▶ _Items from a data source_:
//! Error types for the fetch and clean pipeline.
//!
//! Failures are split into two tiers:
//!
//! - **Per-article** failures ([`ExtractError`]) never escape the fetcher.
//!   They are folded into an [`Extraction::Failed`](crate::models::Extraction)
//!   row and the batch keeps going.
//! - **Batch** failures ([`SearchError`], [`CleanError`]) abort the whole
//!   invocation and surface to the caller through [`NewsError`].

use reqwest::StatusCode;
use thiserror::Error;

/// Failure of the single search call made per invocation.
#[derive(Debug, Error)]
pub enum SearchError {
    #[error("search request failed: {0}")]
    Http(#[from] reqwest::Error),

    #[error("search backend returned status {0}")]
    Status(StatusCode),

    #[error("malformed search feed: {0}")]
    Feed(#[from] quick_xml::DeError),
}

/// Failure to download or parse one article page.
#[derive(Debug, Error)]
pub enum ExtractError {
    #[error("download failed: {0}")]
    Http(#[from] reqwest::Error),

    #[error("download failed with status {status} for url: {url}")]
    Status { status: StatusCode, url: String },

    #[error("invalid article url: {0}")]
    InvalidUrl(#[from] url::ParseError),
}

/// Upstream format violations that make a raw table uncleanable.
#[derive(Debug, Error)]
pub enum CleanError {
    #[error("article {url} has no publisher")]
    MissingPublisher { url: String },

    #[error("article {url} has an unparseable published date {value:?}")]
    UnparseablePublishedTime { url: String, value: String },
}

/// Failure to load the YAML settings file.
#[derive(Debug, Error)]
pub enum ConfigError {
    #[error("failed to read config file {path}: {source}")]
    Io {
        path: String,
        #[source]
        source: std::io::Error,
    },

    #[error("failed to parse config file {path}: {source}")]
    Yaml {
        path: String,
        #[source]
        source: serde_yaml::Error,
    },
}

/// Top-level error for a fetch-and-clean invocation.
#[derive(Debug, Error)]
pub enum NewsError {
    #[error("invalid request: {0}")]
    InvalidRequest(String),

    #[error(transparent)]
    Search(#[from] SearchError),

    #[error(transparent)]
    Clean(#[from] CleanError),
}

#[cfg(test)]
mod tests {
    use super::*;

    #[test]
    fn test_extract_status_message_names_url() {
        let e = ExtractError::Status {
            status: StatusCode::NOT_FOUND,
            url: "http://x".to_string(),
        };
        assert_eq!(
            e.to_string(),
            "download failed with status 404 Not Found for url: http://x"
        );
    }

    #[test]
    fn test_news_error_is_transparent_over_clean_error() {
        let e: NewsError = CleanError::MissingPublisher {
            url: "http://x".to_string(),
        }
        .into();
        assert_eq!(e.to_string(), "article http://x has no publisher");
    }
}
==
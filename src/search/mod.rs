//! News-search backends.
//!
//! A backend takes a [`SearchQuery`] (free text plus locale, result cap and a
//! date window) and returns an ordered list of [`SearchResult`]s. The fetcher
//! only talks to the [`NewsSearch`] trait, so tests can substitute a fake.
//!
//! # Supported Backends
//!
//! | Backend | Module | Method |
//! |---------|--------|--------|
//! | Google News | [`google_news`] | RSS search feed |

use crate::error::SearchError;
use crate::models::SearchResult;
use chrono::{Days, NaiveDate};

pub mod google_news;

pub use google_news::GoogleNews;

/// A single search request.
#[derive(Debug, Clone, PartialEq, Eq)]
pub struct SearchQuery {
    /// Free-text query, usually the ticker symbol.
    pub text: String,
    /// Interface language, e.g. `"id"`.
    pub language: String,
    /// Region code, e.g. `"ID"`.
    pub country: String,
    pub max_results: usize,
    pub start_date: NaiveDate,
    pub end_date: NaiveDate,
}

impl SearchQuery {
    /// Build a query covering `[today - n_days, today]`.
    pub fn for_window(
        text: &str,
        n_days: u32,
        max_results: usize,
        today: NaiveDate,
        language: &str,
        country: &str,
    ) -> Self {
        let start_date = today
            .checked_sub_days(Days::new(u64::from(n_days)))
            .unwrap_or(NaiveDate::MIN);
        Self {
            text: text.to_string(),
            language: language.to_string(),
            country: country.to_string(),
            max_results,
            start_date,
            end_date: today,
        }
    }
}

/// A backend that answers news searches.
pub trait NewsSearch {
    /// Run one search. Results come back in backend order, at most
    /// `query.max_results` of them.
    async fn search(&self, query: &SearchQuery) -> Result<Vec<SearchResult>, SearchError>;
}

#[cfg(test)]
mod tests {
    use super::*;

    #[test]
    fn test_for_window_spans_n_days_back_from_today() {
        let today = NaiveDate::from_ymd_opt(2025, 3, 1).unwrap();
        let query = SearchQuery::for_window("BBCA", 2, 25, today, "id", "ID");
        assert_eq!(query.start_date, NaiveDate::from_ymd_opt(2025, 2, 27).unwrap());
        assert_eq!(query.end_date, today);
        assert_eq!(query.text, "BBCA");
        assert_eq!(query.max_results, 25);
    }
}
==
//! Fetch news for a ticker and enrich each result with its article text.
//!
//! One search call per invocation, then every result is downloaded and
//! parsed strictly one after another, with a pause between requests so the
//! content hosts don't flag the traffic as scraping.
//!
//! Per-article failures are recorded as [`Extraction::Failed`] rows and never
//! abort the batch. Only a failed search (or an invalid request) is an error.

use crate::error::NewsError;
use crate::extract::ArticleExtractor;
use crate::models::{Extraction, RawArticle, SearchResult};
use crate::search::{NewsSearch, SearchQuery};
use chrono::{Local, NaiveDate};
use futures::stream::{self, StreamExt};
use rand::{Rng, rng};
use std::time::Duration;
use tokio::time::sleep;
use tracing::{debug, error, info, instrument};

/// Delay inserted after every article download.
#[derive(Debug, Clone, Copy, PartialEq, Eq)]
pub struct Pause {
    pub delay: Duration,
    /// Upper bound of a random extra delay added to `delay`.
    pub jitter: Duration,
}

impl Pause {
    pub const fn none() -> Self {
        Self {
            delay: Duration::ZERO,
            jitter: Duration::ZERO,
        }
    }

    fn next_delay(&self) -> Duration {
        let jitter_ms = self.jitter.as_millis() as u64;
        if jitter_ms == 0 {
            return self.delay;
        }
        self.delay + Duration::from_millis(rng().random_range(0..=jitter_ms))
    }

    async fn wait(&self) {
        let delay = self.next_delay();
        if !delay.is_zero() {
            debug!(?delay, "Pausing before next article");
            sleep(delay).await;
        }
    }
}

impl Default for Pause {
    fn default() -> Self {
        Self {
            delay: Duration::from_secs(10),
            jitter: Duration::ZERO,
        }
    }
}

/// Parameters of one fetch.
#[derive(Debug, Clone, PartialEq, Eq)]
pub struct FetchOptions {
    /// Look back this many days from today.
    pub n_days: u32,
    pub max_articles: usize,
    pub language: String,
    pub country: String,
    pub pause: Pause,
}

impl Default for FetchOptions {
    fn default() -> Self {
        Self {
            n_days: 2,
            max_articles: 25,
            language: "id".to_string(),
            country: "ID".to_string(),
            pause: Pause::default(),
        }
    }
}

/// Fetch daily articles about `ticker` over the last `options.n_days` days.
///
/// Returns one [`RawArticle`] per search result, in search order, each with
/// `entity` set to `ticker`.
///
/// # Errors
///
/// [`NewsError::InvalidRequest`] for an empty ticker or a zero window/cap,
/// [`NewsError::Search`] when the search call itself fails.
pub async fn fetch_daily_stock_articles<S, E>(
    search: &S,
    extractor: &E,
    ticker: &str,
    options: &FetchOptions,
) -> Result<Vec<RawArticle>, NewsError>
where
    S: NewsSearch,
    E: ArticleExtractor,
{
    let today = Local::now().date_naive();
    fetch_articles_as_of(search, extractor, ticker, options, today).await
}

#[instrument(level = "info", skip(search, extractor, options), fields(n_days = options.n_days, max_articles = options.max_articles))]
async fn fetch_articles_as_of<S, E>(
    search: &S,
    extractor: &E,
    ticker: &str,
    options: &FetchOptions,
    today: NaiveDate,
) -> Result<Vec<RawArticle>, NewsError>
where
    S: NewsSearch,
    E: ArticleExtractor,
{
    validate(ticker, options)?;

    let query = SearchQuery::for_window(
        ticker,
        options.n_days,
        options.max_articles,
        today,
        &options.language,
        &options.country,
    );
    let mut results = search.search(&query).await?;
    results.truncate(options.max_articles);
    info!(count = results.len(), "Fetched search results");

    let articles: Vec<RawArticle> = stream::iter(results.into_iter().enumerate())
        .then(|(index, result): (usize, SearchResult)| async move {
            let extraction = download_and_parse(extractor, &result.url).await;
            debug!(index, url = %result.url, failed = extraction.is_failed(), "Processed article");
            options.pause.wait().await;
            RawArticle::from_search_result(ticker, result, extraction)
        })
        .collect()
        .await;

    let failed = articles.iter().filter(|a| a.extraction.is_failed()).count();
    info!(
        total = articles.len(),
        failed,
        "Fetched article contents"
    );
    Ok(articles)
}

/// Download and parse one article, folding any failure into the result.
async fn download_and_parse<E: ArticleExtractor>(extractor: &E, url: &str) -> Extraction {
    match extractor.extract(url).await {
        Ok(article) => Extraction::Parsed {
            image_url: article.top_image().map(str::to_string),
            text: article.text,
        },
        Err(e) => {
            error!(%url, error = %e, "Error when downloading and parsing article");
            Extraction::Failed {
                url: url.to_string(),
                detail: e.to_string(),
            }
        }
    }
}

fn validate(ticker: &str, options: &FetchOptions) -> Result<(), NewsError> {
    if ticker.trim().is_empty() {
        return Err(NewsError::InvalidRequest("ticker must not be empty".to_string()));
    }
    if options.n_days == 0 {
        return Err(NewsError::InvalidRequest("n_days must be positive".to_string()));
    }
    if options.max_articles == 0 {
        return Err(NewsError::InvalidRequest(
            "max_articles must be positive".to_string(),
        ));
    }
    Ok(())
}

▶ _WHAT IS NEEDED_:
Word for word, restate the lines of the data above that fall between the line holding "and clean pipeline." and the line holding "one article page.", inclusive, and no other lines.

▶ _EXPECTED OUTPUT_:
//! Error types for the fetch and clean pipeline.
//!
//! Failures are split into two tiers:
//!
//! - **Per-article** failures ([`ExtractError`]) never escape the fetcher.
//!   They are folded into an [`Extraction::Failed`](crate::models::Extraction)
//!   row and the batch keeps going.
//! - **Batch** failures ([`SearchError`], [`CleanError`]) abort the whole
//!   invocation and surface to the caller through [`NewsError`].

use reqwest::StatusCode;
use thiserror::Error;

/// Failure of the single search call made per invocation.
#[derive(Debug, Error)]
pub enum SearchError {
    #[error("search request failed: {0}")]
    Http(#[from] reqwest::Error),

    #[error("search backend returned status {0}")]
    Status(StatusCode),

    #[error("malformed search feed: {0}")]
    Feed(#[from] quick_xml::DeError),
}

/// Failure to download or parse one article page.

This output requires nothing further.